Long-range memory elementary 1D cellular automata: Dynamics and nonextensivity

We numerically study the dynamics of elementary 1D cellular automata (CA), where the binary state σi(t)∈{0,1} of a cell i does not only depend on the states in its local neighborhood at time t-1, but also on the memory of its own past states σi(t-2),σi(t-3),…,σi(t-τ),… . We assume that the weight of this memory decays proportionally to τ-α, with α⩾0 (the limit α→∞ corresponds to the usual CA).

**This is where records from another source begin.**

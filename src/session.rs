// src/session.rs
//! Holds the current document and its location; everything else is derived.

use std::path::{Path, PathBuf};

use crate::codec::Codec;
use crate::config::{Config, RenderConfig};
use crate::connectivity;
use crate::document::HistoryDocument;
use crate::error::{HistoryError, Result};
use crate::events::{EventKind, EventLogger};
use crate::graph::{self, AbstractGraph, BuildOptions};
use crate::render::{layout_for, DrawStyle, Figure, LayoutKind, UnknownLayoutWarning};
use crate::sync::{SyncSettings, SyncState, Synchronizer, VersionControlClient};

pub struct HistorySession<C> {
    document: HistoryDocument,
    data_file: PathBuf,
    options: BuildOptions,
    sync: Synchronizer<C>,
    events: EventLogger,
}

impl<C: VersionControlClient> HistorySession<C> {
    /// Clones the configured repository and loads its data file.
    ///
    /// # Errors
    /// Returns error if the clone fails or the data file cannot be decoded.
    pub fn open(config: &Config, client: C) -> Result<Self> {
        let events = config.event_logger();
        let mut sync = Synchronizer::new(client, config.codec(), config.sync_settings())
            .with_events(events.clone());
        sync.initialize(&config.repository.remote_url, &config.clone_dir())?;

        let data_file = config.data_file();
        let work_dir = sync.work_dir().ok_or(HistoryError::NotCloned)?;
        let document = sync.codec().read_from(&work_dir.join(&data_file))?;
        events.log(EventKind::DocumentLoaded {
            nodes: document.nodes.len(),
            edges: document.edges.len(),
        });

        Ok(Self {
            document,
            data_file,
            options: config.build_options(),
            sync,
            events,
        })
    }

    /// A session over an in-memory document with no clone behind it.
    #[must_use]
    pub fn from_document(
        document: HistoryDocument,
        client: C,
        codec: Codec,
        options: BuildOptions,
    ) -> Self {
        Self {
            document,
            data_file: PathBuf::new(),
            options,
            sync: Synchronizer::new(client, codec, SyncSettings::default()),
            events: EventLogger::disabled(),
        }
    }

    #[must_use]
    pub fn document(&self) -> &HistoryDocument {
        &self.document
    }

    #[must_use]
    pub fn sync_state(&self) -> SyncState {
        self.sync.state()
    }

    #[must_use]
    pub fn synchronizer(&self) -> &Synchronizer<C> {
        &self.sync
    }

    /// Full path of the data file inside the clone, once cloned.
    #[must_use]
    pub fn data_path(&self) -> Option<PathBuf> {
        self.sync.work_dir().map(|dir| dir.join(&self.data_file))
    }

    /// Rebuilds the graph from the current document.
    #[must_use]
    pub fn graph(&self) -> AbstractGraph {
        graph::build(&self.document, self.options)
    }

    #[must_use]
    pub fn degree_ranking(&self) -> Vec<(String, usize)> {
        connectivity::degree_ranking(&self.graph())
    }

    #[must_use]
    pub fn disconnected_nodes(&self) -> Vec<String> {
        graph::disconnected_nodes(&self.document)
    }

    /// Lays out the graph with the named algorithm and composes a figure.
    ///
    /// An unknown name falls back to Graphviz; the warning is returned
    /// alongside the figure and logged.
    ///
    /// # Errors
    /// Returns error if the layout engine fails.
    pub fn figure(
        &self,
        layout_name: &str,
        render: &RenderConfig,
    ) -> Result<(Figure, Option<UnknownLayoutWarning>)> {
        let (kind, warning) = LayoutKind::resolve(layout_name);
        if let Some(w) = &warning {
            self.events.log(EventKind::LayoutFallback {
                requested: w.requested.clone(),
            });
        }
        let graph = self.graph();
        let positions = layout_for(kind, render).positions(&graph)?;
        Ok((
            Figure::compose(&graph, positions, DrawStyle::from(render)),
            warning,
        ))
    }

    /// Adds a person unless already present (case-insensitively).
    pub fn add_node(&mut self, label: &str) -> bool {
        let changed = self.document.add_node(label);
        if changed {
            self.sync.mark_modified();
        }
        changed
    }

    pub fn add_edge(&mut self, from: &str, to: &str) {
        self.document.add_edge(from, to);
        self.sync.mark_modified();
    }

    /// Removes a person and every edge touching them.
    pub fn remove_node(&mut self, label: &str) -> bool {
        let changed = self.document.remove_node(label);
        if changed {
            self.sync.mark_modified();
        }
        changed
    }

    /// Writes the document into the clone without touching the remote.
    ///
    /// # Errors
    /// `NotCloned` without a clone, or the write error.
    pub fn save_local(&self) -> Result<PathBuf> {
        let path = self.data_path().ok_or(HistoryError::NotCloned)?;
        let bytes = self.sync.codec().write_to(&self.document, &path)?;
        self.events.log(EventKind::DocumentWritten {
            path: path.display().to_string(),
            bytes,
        });
        Ok(path)
    }

    /// Writes the document and pushes it with `message`.
    ///
    /// # Errors
    /// See [`Synchronizer::commit_and_push`].
    pub fn sync(&mut self, message: &str) -> Result<()> {
        let data_file: &Path = &self.data_file;
        self.sync.commit_and_push(&self.document, data_file, message)
    }
}
// src/render/figure.rs
//! Everything a canvas needs to draw the graph.

use super::layout::Positions;
use crate::config::RenderConfig;
use crate::graph::AbstractGraph;

#[derive(Debug, Clone, PartialEq)]
pub struct DrawStyle {
    pub node_color: String,
    /// Marker area in square points.
    pub node_size: f64,
    pub alpha: f64,
    pub edge_color: String,
    pub edge_width: f64,
    pub font_size: u32,
    pub label_x_offset: f64,
    pub label_y_offset: f64,
    /// Figure size in inches.
    pub width: f64,
    pub height: f64,
}

impl Default for DrawStyle {
    fn default() -> Self {
        Self::from(&RenderConfig::default())
    }
}

impl From<&RenderConfig> for DrawStyle {
    fn from(cfg: &RenderConfig) -> Self {
        Self {
            node_color: cfg.node_color.clone(),
            node_size: cfg.node_size,
            alpha: cfg.alpha,
            edge_color: cfg.edge_color.clone(),
            edge_width: cfg.edge_width,
            font_size: cfg.font_size,
            label_x_offset: cfg.label_x_offset,
            label_y_offset: cfg.label_y_offset,
            width: cfg.width,
            height: cfg.height,
        }
    }
}

#[derive(Debug, Clone, PartialEq)]
pub struct Figure {
    pub nodes: Positions,
    /// Node positions shifted by the label offset.
    pub labels: Positions,
    pub edges: Vec<(String, String)>,
    pub style: DrawStyle,
}

impl Figure {
    /// Pairs a layout with the graph's edges and the drawing style.
    #[must_use]
    pub fn compose(graph: &AbstractGraph, nodes: Positions, style: DrawStyle) -> Self {
        let labels = nodes.shifted(style.label_x_offset, style.label_y_offset);
        let edges = graph
            .edges()
            .map(|(a, b)| (a.to_string(), b.to_string()))
            .collect();
        Self {
            nodes,
            labels,
            edges,
            style,
        }
    }
}

/// Draw capability: consumes a composed figure.
pub trait Canvas {
    fn draw(&mut self, figure: &Figure);
}
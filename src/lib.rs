// SPDX-License-Identifier: MIT

pub mod chain;
pub mod condition;
pub mod config;
pub mod definition;
pub mod error;

pub use chain::{evaluate, Chain, Environment, FailurePredicate, Outcome, Step};
pub use error::ChainError;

Since the memory function is summable for α>1 and nonsummable for 0⩽α⩽1, we expect pronounced changes of the dynamical behavior near α=1. This is precisely what our simulations exhibit, particularly for the time evolution of the Hamming distance H of initially close trajectories. We typically expect the asymptotic behavior H(t)∝t1/(1-q), where q is the entropic index associated with nonextensive statistical mechanics. In all cases, the function q(α) exhibits a sensible change at α≃1. We focus on the class II rules 61, 99 and 111. For rule 61, q=0 for 0⩽α⩽αc≃1.3, and q<0 for α>αc, whereas the opposite behavior is found for rule 111. For rule 99, the effect of the long-range memory on the spread of damage is quite dramatic. These facts point at a rich dynamics intimately linked to the interplay of local lookup rules and the range of the memory. Finite size scaling studies varying system size N indicate that the range of the power-law regime for H(t) typically diverges ∝Nz with 0⩽z⩽1.